Problem 1. Solve for positive integers $1\leq z,n, m$ and $a\geq 0$ $$\sigma\left(\frac{N_n}{N_z}\right)=2^aN_m\tag{1}$$ where also is required the condition $z<n$.

Problem 2. Solve for positive integers $1\leq z,n, m$ and $a\geq 0$ $$\varphi\left(\frac{N_n}{N_z}\right)=2^aN_m\tag{2}$$ where also is required the condition $z<n$.

Question. Is it possible to make a remarkable progress in studying the solutions of Problem 1? Is it possible to make a remarkable progress in studying the solutions of Problem 2? Many thanks.

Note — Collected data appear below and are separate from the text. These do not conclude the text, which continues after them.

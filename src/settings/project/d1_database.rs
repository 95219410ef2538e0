use std::fmt;

use serde::{Deserialize, Serialize};

use crate::settings::binding::{Binding, ResourceBinding, D1_DATABASES};

#[derive(Clone, Debug, Default, Deserialize, PartialEq, Serialize)]
#[serde(default)]
pub struct D1Database {
    pub binding: String,
    pub id: String,
}

impl fmt::Display for D1Database {
    fn fmt(&self, f: &mut fmt::Formatter) -> fmt::Result {
        write!(f, "id: {}, binding: {}", self.id, self.binding)
    }
}

impl ResourceBinding for D1Database {
    const CATEGORY: &'static str = D1_DATABASES;
    const RESOURCE_FIELD: &'static str = "id";

    fn binding_name(&self) -> &str {
        &self.binding
    }

    fn resource(&self) -> &str {
        &self.id
    }

    fn to_binding(&self) -> Binding {
        Binding::new_d1(self.binding.clone(), self.id.clone())
    }
}
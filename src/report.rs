//! Reports and reporters.
//!
//! A [`ProbeReport`] is the rendering-ready view derived from a
//! [`ProbeResult`]; a [`Reporter`] consumes a finished report and performs
//! the side effects — printing a table, emitting JSON, or shipping it to
//! whatever sink an implementation targets. The split keeps the computation
//! layer (outcomes → levels → result) pure while reporters own presentation.

use std::fmt;

use async_trait::async_trait;
use serde::{Deserialize, Serialize};

use crate::probe::ProbeResult;

/// One rendered row per tested level.
#[derive(Debug, Clone, Serialize, Deserialize)]
pub struct LevelLine {
    pub concurrency: usize,
    pub requests: u64,
    pub success_rate: f64,
    pub p50_ms: f64,
    pub p99_ms: f64,
    pub queue_wait_p99_ms: f64,
    pub peak_queue_depth: usize,
    pub throughput: f64,
    pub http2_layer_timeouts: u64,
    pub server_layer_timeouts: u64,
    pub passed: bool,
    pub violations: Vec<String>,
}

#[derive(Debug, Clone, Serialize, Deserialize)]
pub struct ProbeReport {
    pub levels: Vec<LevelLine>,
    pub max_concurrency: usize,
    pub effective_concurrency: usize,
    pub saturated_throughput: f64,
    pub recommended_ceiling: usize,
    pub first_level_failed: bool,
    pub cancelled: bool,
}

impl From<&ProbeResult> for ProbeReport {
    fn from(result: &ProbeResult) -> Self {
        let levels = result
            .levels
            .iter()
            .map(|l| LevelLine {
                concurrency: l.concurrency,
                requests: l.total_requests,
                success_rate: l.success_rate,
                p50_ms: l.latency.p50.as_secs_f64() * 1e3,
                p99_ms: l.latency.p99.as_secs_f64() * 1e3,
                queue_wait_p99_ms: l.queue_wait.p99.as_secs_f64() * 1e3,
                peak_queue_depth: l.resources.peak_queue_depth,
                throughput: l.throughput,
                http2_layer_timeouts: l.http2_layer_timeouts,
                server_layer_timeouts: l.server_layer_timeouts,
                passed: l.verdict.passed,
                violations: l.verdict.violations.clone(),
            })
            .collect();
        Self {
            levels,
            max_concurrency: result.max_concurrency,
            effective_concurrency: result.effective_concurrency,
            saturated_throughput: result.saturated_throughput,
            recommended_ceiling: result.recommended_ceiling,
            first_level_failed: result.first_level_failed,
            cancelled: result.cancelled,
        }
    }
}

impl fmt::Display for ProbeReport {
    fn fmt(&self, f: &mut fmt::Formatter<'_>) -> fmt::Result {
        writeln!(
            f,
            "{:>6} {:>9} {:>9} {:>9} {:>9} {:>11} {:>7} {:>9} {:>6}",
            "K", "requests", "success%", "p50 ms", "p99 ms", "q-wait p99", "peak q", "rps", "slo"
        )?;
        for l in &self.levels {
            writeln!(
                f,
                "{:>6} {:>9} {:>9.3} {:>9.2} {:>9.2} {:>11.2} {:>7} {:>9.1} {:>6}",
                l.concurrency,
                l.requests,
                l.success_rate * 100.0,
                l.p50_ms,
                l.p99_ms,
                l.queue_wait_p99_ms,
                l.peak_queue_depth,
                l.throughput,
                if l.passed { "pass" } else { "FAIL" }
            )?;
            for violation in &l.violations {
                writeln!(f, "{:>6}   {}", "", violation)?;
            }
        }
        writeln!(f)?;
        if self.cancelled {
            writeln!(f, "probe cancelled; results cover completed levels only")?;
        }
        if self.first_level_failed {
            writeln!(
                f,
                "the first tested level already violated the SLO; lower \
                 --initial-concurrency or loosen the objective"
            )?;
        }
        writeln!(f, "max sustainable concurrency: {}", self.max_concurrency)?;
        writeln!(f, "effective concurrency:       {}", self.effective_concurrency)?;
        writeln!(
            f,
            "saturated throughput:        {:.1} req/s",
            self.saturated_throughput
        )?;
        write!(f, "recommended ceiling:         {}", self.recommended_ceiling)
    }
}

/// A [`Reporter`] consumes a [`ProbeReport`] and performs side effects —
/// displaying it, sending it to a service, or persisting it somewhere.
#[async_trait]
pub trait Reporter {
    async fn report(&self, report: &ProbeReport) -> Result<(), Box<dyn std::error::Error>>;
}

/// Human-readable table on stdout.
pub struct StdoutReporter;

#[async_trait]
impl Reporter for StdoutReporter {
    async fn report(&self, report: &ProbeReport) -> Result<(), Box<dyn std::error::Error>> {
        println!("{report}");
        Ok(())
    }
}

/// Pretty-printed JSON on stdout, for piping into other tools.
pub struct JsonReporter;

#[async_trait]
impl Reporter for JsonReporter {
    async fn report(&self, report: &ProbeReport) -> Result<(), Box<dyn std::error::Error>> {
        println!("{}", serde_json::to_string_pretty(report)?);
        Ok(())
    }
}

I denote the solutions as $(n,z,m;a)$ or $(n,z,m)$ for a given integer $a$, and from th context we know if it are solutions of the corresponding problem. Below I add the cases for wich I've calculated some solutions using a Pari/GP program, over the segments of integers $1\leq z,n,m\leq 100$.

Here I add a claim for which I did an easy draft for its proof.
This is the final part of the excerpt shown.